- Exercise objective
Of the entries below, return only those lines from the line with "irom: MemoryRegion::new(0x4200_0000, 8" to the line with "assert!(MAP.is_loadable(0x5000_0000, 0x2000));", exactly, both included.

++++ Provided data ++++

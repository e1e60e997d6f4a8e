// Licensed under the Apache-2.0 license

//! In-memory stand-ins for the hardware traits, shared by the unit tests.

use crate::download::LoaderBuffers;
use crate::flash::SimpleFlash;
use crate::hil::{BusError, SerialError, SerialPort, Soc, SystemBus};
use crate::rom::{rom_start, BootOutcome, RomEnv, RomParameters};
use c3_config::{MemoryRegion, ESP32C3_MEMORY_MAP};
use miniz_oxide::inflate::core::{DecompressorOxide, TINFL_LZ_DICT_SIZE};
use std::collections::VecDeque;

pub const PERIPHERALS: MemoryRegion = MemoryRegion::new(0x6000_0000, 0x10_0000);

#[derive(Debug, Default)]
pub struct FakeSoc {
    pub reset_cause: u32,
    pub strapping: u32,
    pub efuses: [u32; 6],
    pub stores: [u32; 8],
    pub force_download: bool,
    pub revision: u32,
    pub delayed_us: u64,
    pub watchdog: Option<u32>,
}

impl FakeSoc {
    pub fn booting(reset_cause: u32, strapping: u32) -> Self {
        FakeSoc {
            reset_cause,
            strapping,
            ..Default::default()
        }
    }
}

impl Soc for FakeSoc {
    fn reset_cause(&self) -> u32 {
        self.reset_cause
    }

    fn strapping(&self) -> u32 {
        self.strapping
    }

    fn efuse_block0(&self) -> [u32; 6] {
        self.efuses
    }

    fn rtc_store(&self, index: usize) -> u32 {
        self.stores[index]
    }

    fn force_download_requested(&self) -> bool {
        self.force_download
    }

    fn clear_force_download(&mut self) {
        self.force_download = false;
    }

    fn chip_revision(&self) -> u32 {
        self.revision
    }

    fn delay_us(&mut self, us: u32) {
        self.delayed_us += us as u64;
    }

    fn arm_flash_boot_watchdog(&mut self, timeout_cycles: u32) {
        self.watchdog = Some(timeout_cycles);
    }
}

/// IRAM, DRAM, RTC fast memory and a peripheral window, each backed by its
/// own vector.
pub struct FakeBus {
    regions: Vec<(MemoryRegion, Vec<u8>)>,
}

impl FakeBus {
    pub fn new() -> Self {
        let map = ESP32C3_MEMORY_MAP;
        let regions = [map.iram, map.dram, map.rtc_fast, PERIPHERALS]
            .into_iter()
            .map(|r| (r, vec![0u8; r.size as usize]))
            .collect();
        FakeBus { regions }
    }

    fn slice(&mut self, addr: u32, len: usize) -> Result<&mut [u8], BusError> {
        self.regions
            .iter_mut()
            .find(|(r, _)| r.contains_range(addr, len as u32))
            .map(|(r, mem)| {
                let start = (addr - r.start) as usize;
                &mut mem[start..start + len]
            })
            .ok_or(BusError::Unmapped(addr))
    }

    pub fn peek(&mut self, addr: u32, len: usize) -> Vec<u8> {
        self.slice(addr, len).unwrap().to_vec()
    }

    pub fn poke(&mut self, addr: u32, data: &[u8]) {
        self.slice(addr, data.len()).unwrap().copy_from_slice(data);
    }

    pub fn poke_u32(&mut self, addr: u32, value: u32) {
        self.poke(addr, &value.to_le_bytes());
    }
}

impl SystemBus for FakeBus {
    fn read(&mut self, addr: u32, buf: &mut [u8]) -> Result<(), BusError> {
        buf.copy_from_slice(self.slice(addr, buf.len())?);
        Ok(())
    }

    fn write(&mut self, addr: u32, data: &[u8]) -> Result<(), BusError> {
        self.slice(addr, data.len())?.copy_from_slice(data);
        Ok(())
    }
}

/// Serial port fed from a queue. Reports `Closed` once the queue drains.
#[derive(Debug, Default)]
pub struct FakeSerial {
    pub input: VecDeque<u8>,
    pub output: Vec<u8>,
    pub baud: u32,
}

impl FakeSerial {
    pub fn with_input(bytes: &[u8]) -> Self {
        FakeSerial {
            input: bytes.iter().copied().collect(),
            ..Default::default()
        }
    }
}

impl SerialPort for FakeSerial {
    fn read_byte(&mut self) -> Result<Option<u8>, SerialError> {
        self.input.pop_front().map(Some).ok_or(SerialError::Closed)
    }

    fn write_bytes(&mut self, bytes: &[u8]) {
        self.output.extend_from_slice(bytes);
    }

    fn set_baud_rate(&mut self, baud: u32) {
        self.baud = baud;
    }
}

/// Everything a boot needs, owned in one place.
pub struct Fixture {
    pub soc: FakeSoc,
    pub flash: Vec<u8>,
    pub bus: FakeBus,
    pub uart: FakeSerial,
    pub usb: FakeSerial,
    frame: Vec<u8>,
    dictionary: Box<[u8; TINFL_LZ_DICT_SIZE]>,
    inflater: Box<DecompressorOxide>,
}

impl Fixture {
    pub fn new(soc: FakeSoc) -> Self {
        Fixture {
            soc,
            flash: vec![0xff; 0x10000],
            bus: FakeBus::new(),
            uart: FakeSerial::default(),
            usb: FakeSerial::default(),
            frame: vec![0u8; crate::download::command::MAX_FRAME_LEN],
            dictionary: Box::new([0u8; TINFL_LZ_DICT_SIZE]),
            inflater: Box::default(),
        }
    }

    pub fn with_env<T>(&mut self, f: impl FnOnce(&mut RomEnv) -> T) -> T {
        let flash = SimpleFlash::new(&mut self.flash);
        let mut env = RomEnv::new(
            &mut self.soc,
            &flash,
            &mut self.bus,
            &mut self.uart,
            &mut self.usb,
            &ESP32C3_MEMORY_MAP,
            LoaderBuffers {
                frame: &mut self.frame,
                dictionary: &mut self.dictionary,
                inflater: &mut self.inflater,
            },
        );
        f(&mut env)
    }

    /// Runs the ROM and returns its outcome with the captured console log.
    pub fn boot(&mut self, params: &RomParameters) -> (BootOutcome, String) {
        romtime::capture::start(false);
        let outcome = self.with_env(|env| rom_start(env, params));
        (outcome, romtime::capture::take())
    }
}

/// Image with one DRAM and one IRAM segment, entry in IRAM.
pub fn sample_image(hash_appended: bool) -> Vec<u8> {
    use c3_image::{
        checksum_offset, checksum_update, ChipId, ExtendedHeader, FlashSize, ImageHeader,
        SpiConfig, SpiMode, SpiSpeed, CHECKSUM_SEED, IMAGE_MAGIC, WP_PIN_DISABLED,
    };
    use sha2::{Digest, Sha256};
    use zerocopy::little_endian::{U16, U32};
    use zerocopy::IntoBytes;

    let segments: [(u32, Vec<u8>); 2] = [
        (0x3fc8_8000, (0..0x120u32).map(|i| i as u8).collect()),
        (SAMPLE_ENTRY, vec![0x13, 0x00, 0x00, 0x00, 0x6f, 0x00, 0x00, 0x00]),
    ];
    let header = ImageHeader {
        magic: IMAGE_MAGIC,
        segment_count: segments.len() as u8,
        spi_mode: SpiMode::Dio as u8,
        spi_config: SpiConfig::new(SpiSpeed::Mhz80, FlashSize::Mb4),
        entry: U32::new(SAMPLE_ENTRY),
    };
    let extended = ExtendedHeader {
        wp_pin: WP_PIN_DISABLED,
        chip_id: U16::new(ChipId::Esp32C3.into()),
        hash_appended: hash_appended as u8,
        ..Default::default()
    };
    let mut image = header.as_bytes().to_vec();
    image.extend_from_slice(extended.as_bytes());
    let mut checksum = CHECKSUM_SEED;
    for (addr, data) in &segments {
        image.extend_from_slice(&addr.to_le_bytes());
        image.extend_from_slice(&(data.len() as u32).to_le_bytes());
        image.extend_from_slice(data);
        checksum = checksum_update(checksum, data);
    }
    image.resize(checksum_offset(image.len()), 0);
    image.push(checksum);
    if hash_appended {
        let digest = Sha256::digest(&image);
        image.extend_from_slice(&digest);
    }
    image
}

pub const SAMPLE_ENTRY: u32 = 0x4038_0000;
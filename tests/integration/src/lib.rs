// Licensed under the Apache-2.0 license

//! End-to-end boots of the ROM on the hardware model, driven the way a host
//! flashing tool drives a real chip.

mod test_boot_modes;
mod test_flash_download;
mod test_ram_loader;
mod test_secure_download;

#[cfg(test)]
mod test {
    use c3_builder::{parse_responses, ImageBuilder, LoaderClient, LoaderResponse};
    use c3_hw_model::{BootReport, ModelChip, ModelConfig};
    use c3_rom_common::efuse::BLOCK0_WORDS;
    use c3_rom_common::RomParameters;
    use simple_logger::SimpleLogger;
    use std::sync::Once;

    pub const APP_ENTRY: u32 = 0x4038_0000;
    pub const APP_DATA: u32 = 0x3fc8_c000;

    pub const POWER_ON: u32 = 1;
    /// Reset cause after the ROM requested a software system reset.
    pub const SOFTWARE_RESET: u32 = 3;

    /// GPIO9 low, GPIO8 high.
    pub const STRAP_DOWNLOAD: u32 = 0x4;
    /// GPIO9 high.
    pub const STRAP_SPI_BOOT: u32 = 0xc;

    static LOGGER: Once = Once::new();

    pub fn init_logging() {
        LOGGER.call_once(|| {
            // another test binary in the process may have installed one
            let _ = SimpleLogger::new()
                .with_level(log::LevelFilter::Info)
                .init();
        });
    }

    /// Application image with a data segment and a small code segment.
    pub fn app_image() -> Vec<u8> {
        ImageBuilder::new(APP_ENTRY)
            .segment(APP_DATA, (0..0x900u32).map(|i| (i % 251) as u8).collect())
            .segment(APP_ENTRY, vec![0x13, 0, 0, 0, 0x6f, 0, 0, 0])
            .hash_appended(true)
            .build()
            .unwrap()
    }

    pub fn download_chip(efuses: [u32; BLOCK0_WORDS]) -> ModelChip {
        init_logging();
        ModelChip::new(ModelConfig {
            strapping: STRAP_DOWNLOAD,
            efuses,
            ..Default::default()
        })
        .unwrap()
    }

    /// Feeds a host session into UART0, boots, and returns the responses.
    pub fn run_session(
        chip: &mut ModelChip,
        client: &LoaderClient,
    ) -> (BootReport, Vec<LoaderResponse>) {
        chip.uart.send(client.wire());
        let report = chip.run_rom(&RomParameters::default());
        let responses = parse_responses(&chip.uart.take_output()).unwrap();
        (report, responses)
    }
}
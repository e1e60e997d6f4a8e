// Licensed under the Apache-2.0 license

//! Serial download mode: SLIP framing, loader packets and the command
//! handler.

pub mod command;
pub mod loader;
pub mod slip;

pub use command::{LoaderError, Opcode, Request, Response};
pub use loader::{Loader, LoaderAction, LoaderBuffers};
pub use slip::SlipDecoder;
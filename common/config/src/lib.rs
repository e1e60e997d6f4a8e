// Licensed under the Apache-2.0 license

//! Memory map and flash configuration shared by the boot ROM, its linker
//! script generator and the host-side chip model.

#![cfg_attr(target_arch = "riscv32", no_std)]

pub mod flash;

/// A contiguous address range.
#[repr(C)]
#[derive(Debug, Clone, Copy, PartialEq, Eq)]
pub struct MemoryRegion {
    pub start: u32,
    pub size: u32,
}

impl MemoryRegion {
    pub const fn new(start: u32, size: u32) -> Self {
        Self { start, size }
    }

    /// One past the last address of the region.
    pub const fn end(&self) -> u64 {
        self.start as u64 + self.size as u64
    }

    pub const fn contains(&self, addr: u32) -> bool {
        addr >= self.start && (addr as u64) < self.end()
    }

    /// True when every byte of `[addr, addr + len)` lies inside the region.
    /// An empty range is contained when `addr` itself is.
    pub const fn contains_range(&self, addr: u32, len: u32) -> bool {
        addr >= self.start && addr as u64 + len as u64 <= self.end() && self.contains(addr)
    }

    pub const fn overlaps(&self, addr: u32, len: u32) -> bool {
        let end = addr as u64 + len as u64;
        len != 0 && (addr as u64) < self.end() && end > self.start as u64
    }
}

/// Address map of the chip as seen by the boot ROM.
#[repr(C)]
#[derive(Debug, Clone)]
pub struct MemoryMap {
    /// Mask ROM holding this code.
    pub rom: MemoryRegion,
    /// Internal SRAM, instruction bus view.
    pub iram: MemoryRegion,
    /// Internal SRAM, data bus view.
    pub dram: MemoryRegion,
    /// RTC fast memory, retained across deep sleep.
    pub rtc_fast: MemoryRegion,
    /// Flash mapped through the instruction cache.
    pub irom: MemoryRegion,
    /// Flash mapped through the data cache.
    pub drom: MemoryRegion,
    /// DRAM window owned by the ROM itself (.data, .bss including the
    /// download mode buffers, stack).
    pub rom_data: MemoryRegion,
    pub rom_stack_size: u32,
}

impl MemoryMap {
    /// True when the range can be written by the ROM: it sits in IRAM, DRAM or
    /// RTC fast memory and stays clear of the ROM's own data window.
    pub fn is_loadable(&self, addr: u32, len: u32) -> bool {
        let in_ram = self.iram.contains_range(addr, len)
            || self.dram.contains_range(addr, len)
            || self.rtc_fast.contains_range(addr, len);
        in_ram && !self.overlaps_rom_data(addr, len)
    }

    pub fn overlaps_rom_data(&self, addr: u32, len: u32) -> bool {
        self.rom_data.overlaps(addr, len)
            || self
                .dram_to_iram(self.rom_data.start)
                .is_some_and(|iram| MemoryRegion::new(iram, self.rom_data.size).overlaps(addr, len))
    }

    /// True when the CPU can fetch instructions from `addr` without the cache.
    pub fn is_executable(&self, addr: u32) -> bool {
        self.iram.contains(addr) || self.rtc_fast.contains(addr)
    }

    /// IRAM and DRAM alias the same SRAM; the DRAM view ends where the IRAM
    /// view ends.
    pub fn dram_to_iram(&self, addr: u32) -> Option<u32> {
        if !self.dram.contains(addr) {
            return None;
        }
        let from_end = self.dram.end() - addr as u64;
        let iram = self.iram.end().checked_sub(from_end)?;
        let iram = u32::try_from(iram).ok()?;
        self.iram.contains(iram).then_some(iram)
    }
}

pub const ESP32C3_MEMORY_MAP: MemoryMap = MemoryMap {
    rom: MemoryRegion::new(0x4000_0000, 384 * 1024),
    iram: MemoryRegion::new(0x4037_c000, 400 * 1024),
    dram: MemoryRegion::new(0x3fc8_0000, 384 * 1024),
    rtc_fast: MemoryRegion::new(0x5000_0000, 8 * 1024),
    irom: MemoryRegion::new(0x4200_0000, 8 * 1024 * 1024),
    drom: MemoryRegion::new(0x3c00_0000, 8 * 1024 * 1024),
    rom_data: MemoryRegion::new(0x3fcc_0000, 128 * 1024),
    rom_stack_size: 0x4000,
};

#[cfg(test)]
mod tests {
    use super::*;

    const MAP: MemoryMap = ESP32C3_MEMORY_MAP;

    #[test]
    fn test_region_bounds() {
        let r = MemoryRegion::new(0x1000, 0x100);
        assert!(r.contains(0x1000));
        assert!(r.contains(0x10ff));
        assert!(!r.contains(0x1100));
        assert!(r.contains_range(0x1000, 0x100));
        assert!(!r.contains_range(0x1001, 0x100));
        assert!(!r.contains_range(0x0fff, 1));
        assert!(r.overlaps(0x0fff, 2));
        assert!(!r.overlaps(0x1100, 4));
        assert!(!r.overlaps(0x1000, 0));
    }

    #[test]
    fn test_loadable_ranges() {
        assert!(MAP.is_loadable(0x3fc8_0000, 0x100));
        assert!(MAP.is_loadable(0x4038_0000, 0x1000));
        assert!(MAP.is_loadable(0x5000_0000, 0x2000));
        // flash-mapped segments are never loaded by the ROM
        assert!(!MAP.is_loadable(0x4200_0020, 0x10));
        assert!(!MAP.is_loadable(0x3c00_0020, 0x10));
        // ROM data window, in both views
        assert!(!MAP.is_loadable(0x3fcd_f000, 0x10));
        assert!(!MAP.is_loadable(0x403d_f000, 0x10));
        assert!(!MAP.is_loadable(0x3fcb_fff0, 0x20));
        assert!(MAP.is_loadable(0x3fcb_f000, 0x1000));
        // straddles the end of RTC fast memory
        assert!(!MAP.is_loadable(0x5000_1ff0, 0x20));
    }

    #[test]
    fn test_dram_iram_alias() {
        assert_eq!(MAP.dram_to_iram(0x3fcd_e000), Some(0x403d_e000));
        assert_eq!(MAP.dram_to_iram(0x4037_c000), None);
        assert!(MAP.is_executable(0x403c_e000));
        assert!(MAP.is_executable(0x5000_0010));
        assert!(!MAP.is_executable(0x3fc8_0000));
    }
}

++++

- Output for this exercise
    irom: MemoryRegion::new(0x4200_0000, 8 * 1024 * 1024),
    drom: MemoryRegion::new(0x3c00_0000, 8 * 1024 * 1024),
    rom_data: MemoryRegion::new(0x3fcc_0000, 128 * 1024),
    rom_stack_size: 0x4000,
};

#[cfg(test)]
mod tests {
    use super::*;

    const MAP: MemoryMap = ESP32C3_MEMORY_MAP;

    #[test]
    fn test_region_bounds() {
        let r = MemoryRegion::new(0x1000, 0x100);
        assert!(r.contains(0x1000));
        assert!(r.contains(0x10ff));
        assert!(!r.contains(0x1100));
        assert!(r.contains_range(0x1000, 0x100));
        assert!(!r.contains_range(0x1001, 0x100));
        assert!(!r.contains_range(0x0fff, 1));
        assert!(r.overlaps(0x0fff, 2));
        assert!(!r.overlaps(0x1100, 4));
        assert!(!r.overlaps(0x1000, 0));
    }

    #[test]
    fn test_loadable_ranges() {
        assert!(MAP.is_loadable(0x3fc8_0000, 0x100));
        assert!(MAP.is_loadable(0x4038_0000, 0x1000));
        assert!(MAP.is_loadable(0x5000_0000, 0x2000));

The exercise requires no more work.